We found our seats and were excited as we settled in, waiting for the first band to come out. It started to rain. It wasn’t bad at first, just a little shower, but then the sky opened up and dumped buckets of cold rain upon us. People were covering up with tarps and whatever else we could find. But the show went on. It poured like a motherfucker the whole time, all through George Thorogood’s performance, all through Loverboy’s, through Journey’s. But what happened next was so mind-blowing …well, maybe moreso because we were all stoned… but even to this day I tingle when I think about it. It’s still pouring, pouring, pouring, I’m talkin’ practically torrential, when Mick Jagger runs out on stage and, I’m not kidding, this truly happened simultaneously, as soon as he reached the mike, the rain. just. stopped. The sun burst out and we were suddenly sitting under blue skies. And for a few moments, everyone stopped and the entire stadium took a collective breath of disbelief. What timing! It was crazy.  

And then there was the time at the Black Sabbath/Blue Oyster Cult concert –the Black & Blue tour they called it — when Blue Oyster Cult started to play “E.T.I. (Extra Terrestrial Intelligence),” one of their songs that didn’t get a lot of radio play but happened to be my favorite song on their album, and I shot up out of my seat, arm up over my head, fist pump and a scream Yeeah!
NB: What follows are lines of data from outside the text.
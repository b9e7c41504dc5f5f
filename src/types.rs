use serde::{Deserialize, Serialize};

/// A listing in the canonical shape shared by every source once normalized.
///
/// `price`, `surface`, `rooms` and `is_house` are always populated: rows that
/// cannot provide them never become a `Listing`.
#[derive(Debug, Clone, PartialEq, Serialize, Deserialize)]
pub struct Listing {
    pub price: i64,
    /// Square meters
    pub surface: f64,
    pub rooms: u32,
    pub bedrooms: u32,
    pub is_house: bool,
    pub furnished: bool,
    /// Upper-cased city, capital rows carry their arrondissement ("PARIS 08")
    pub city: String,
    /// Two-digit department, or the full postal code for capital rows
    pub dept: u32,
    pub descr: String,
}

/// Hashable identity of a listing across every normalized column
pub type ListingKey = (i64, u64, u32, u32, bool, bool, String, u32, String);

impl Listing {
    pub fn key(&self) -> ListingKey {
        (
            self.price,
            self.surface.to_bits(),
            self.rooms,
            self.bedrooms,
            self.is_house,
            self.furnished,
            self.city.clone(),
            self.dept,
            self.descr.clone(),
        )
    }

    pub fn is_capital(&self) -> bool {
        self.city.to_uppercase().starts_with(crate::constants::CAPITAL_CITY)
    }
}

#[derive(Debug, Clone, Copy, PartialEq, Serialize, Deserialize)]
pub struct Coordinates {
    pub lat: f64,
    pub lon: f64,
}

impl Coordinates {
    pub fn new(lat: f64, lon: f64) -> Self {
        Self { lat, lon }
    }
}

/// A listing carried through address inference and geocoding.
#[derive(Debug, Clone, PartialEq)]
pub struct GeocodedListing {
    pub listing: Listing,
    pub address: Option<String>,
    pub coords: Option<Coordinates>,
}

/// One row of the final table: transient columns are gone and booleans are
/// written as 0/1.
#[derive(Debug, Clone, PartialEq, Serialize, Deserialize)]
pub struct CleanListingRow {
    pub price: i64,
    pub surface: f64,
    pub rooms: u32,
    pub bedrooms: u32,
    pub is_house: u8,
    pub furnished: u8,
    pub dept: u32,
    pub lat: f64,
    pub lon: f64,
}

impl CleanListingRow {
    /// Column names, in field order
    pub const HEADER: [&'static str; 9] = [
        "price", "surface", "rooms", "bedrooms", "is_house", "furnished", "dept", "lat", "lon",
    ];

    pub fn new(listing: &Listing, coords: Coordinates) -> Self {
        Self {
            price: listing.price,
            surface: listing.surface,
            rooms: listing.rooms,
            bedrooms: listing.bedrooms,
            is_house: u8::from(listing.is_house),
            furnished: u8::from(listing.furnished),
            dept: listing.dept,
            lat: coords.lat,
            lon: coords.lon,
        }
    }
}

/// Intermediate row written by the `normalize` command, before geocoding.
#[derive(Debug, Clone, Serialize)]
pub struct AddressedListingRow<'a> {
    pub price: i64,
    pub surface: f64,
    pub rooms: u32,
    pub bedrooms: u32,
    pub is_house: u8,
    pub furnished: u8,
    pub city: &'a str,
    pub dept: u32,
    pub address: Option<&'a str>,
    pub descr: &'a str,
}

impl<'a> AddressedListingRow<'a> {
    pub const HEADER: [&'static str; 10] = [
        "price", "surface", "rooms", "bedrooms", "is_house", "furnished", "city", "dept", "address",
        "descr",
    ];

    pub fn new(listing: &'a Listing, address: Option<&'a str>) -> Self {
        Self {
            price: listing.price,
            surface: listing.surface,
            rooms: listing.rooms,
            bedrooms: listing.bedrooms,
            is_house: u8::from(listing.is_house),
            furnished: u8::from(listing.furnished),
            city: &listing.city,
            dept: listing.dept,
            address,
            descr: &listing.descr,
        }
    }
}
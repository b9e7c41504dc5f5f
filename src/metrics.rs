//! Phase counters for the cleaning pipeline.
//!
//! Only the `metrics` facade is used here: without an installed recorder every
//! call is a no-op, so a host process decides where the numbers go.

/// Normalization phase metrics
pub struct NormalizeMetrics;

impl NormalizeMetrics {
    pub fn record_kept(source: &'static str, rows: usize) {
        ::metrics::counter!("cleaner_normalize_rows_kept_total", "source" => source)
            .increment(rows as u64);
    }

    pub fn record_dropped(source: &'static str, reason: &'static str, rows: usize) {
        ::metrics::counter!(
            "cleaner_normalize_rows_dropped_total",
            "source" => source,
            "reason" => reason
        )
        .increment(rows as u64);
    }

    pub fn record_duplicates(source: &'static str, rows: usize) {
        ::metrics::counter!("cleaner_normalize_duplicates_total", "source" => source)
            .increment(rows as u64);
    }
}

/// Geocoding phase metrics
pub struct GeocodeMetrics;

impl GeocodeMetrics {
    pub fn record_lookup(outcome: &'static str) {
        ::metrics::counter!("cleaner_geocode_lookups_total", "outcome" => outcome).increment(1);
    }

    pub fn record_duration(duration_secs: f64) {
        ::metrics::histogram!("cleaner_geocode_duration_seconds").record(duration_secs);
    }
}

/// Outlier filter metrics
pub struct OutlierMetrics;

impl OutlierMetrics {
    pub fn record_rejected(outside_box: usize, missing_coords: usize) {
        ::metrics::counter!("cleaner_outlier_rejected_total", "reason" => "outside_box")
            .increment(outside_box as u64);
        ::metrics::counter!("cleaner_outlier_rejected_total", "reason" => "missing_coords")
            .increment(missing_coords as u64);
    }
}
And for what seemed like a really long minute, I was the only one standing in the entire convention center because I knew the song from the squeak of the first note while it took the rest of the people a few notes before they figured out what song it was. It was a weird moment, but a cool one.

I had gone to this concert with my friend Chris, one of the funniest guys you’d ever meet, who kept me constantly laughing. Like the time we were trippin’ on some good acid and walking around his neighborhood: well, not quite AROUND his neighborhood. We’d walk a few steps and then stop because we were laughing so hard we couldn’t breathe let alone walk; we were out in the street, laughing hysterically for nearly two hours and the farthest we got from his house was three houses down the road, probably in all a total of 180 feet. Anyway, that’s another story. So here we are back at the Black & Blue concert in the Niagara Falls Convention Center and don’t ya know we ended up getting stuck in the middle of what looked like a never-ending row of seats. It wasn’t like that when we sat down. We had great floor seats, 9th row from the stage, dead center. Of course the middle section was flanked by two other sections, one on the right, one on the left (duh!) with walkways separating the three sections. Well, sometime during Blue Oyster Cult’s set, people had moved up to get closer and their chairs filled both walkways. So when the lights went up for intermission, we got up so we could go use the lavatories but stopped short when we saw the row configuration had changed. We looked in both directions and then at each other and both of us, in unison, said, “Nah. We can wait.” We psyched ourselves into believing that we didn’t have to pee THAT bad when really we were just too high to try to navigate through and over the sea of people.

“And then there was this time at the ZZ Top concert…”

“And OMG, at the Aerosmith concert…”

“And here’s what happened at the Supertramp show…”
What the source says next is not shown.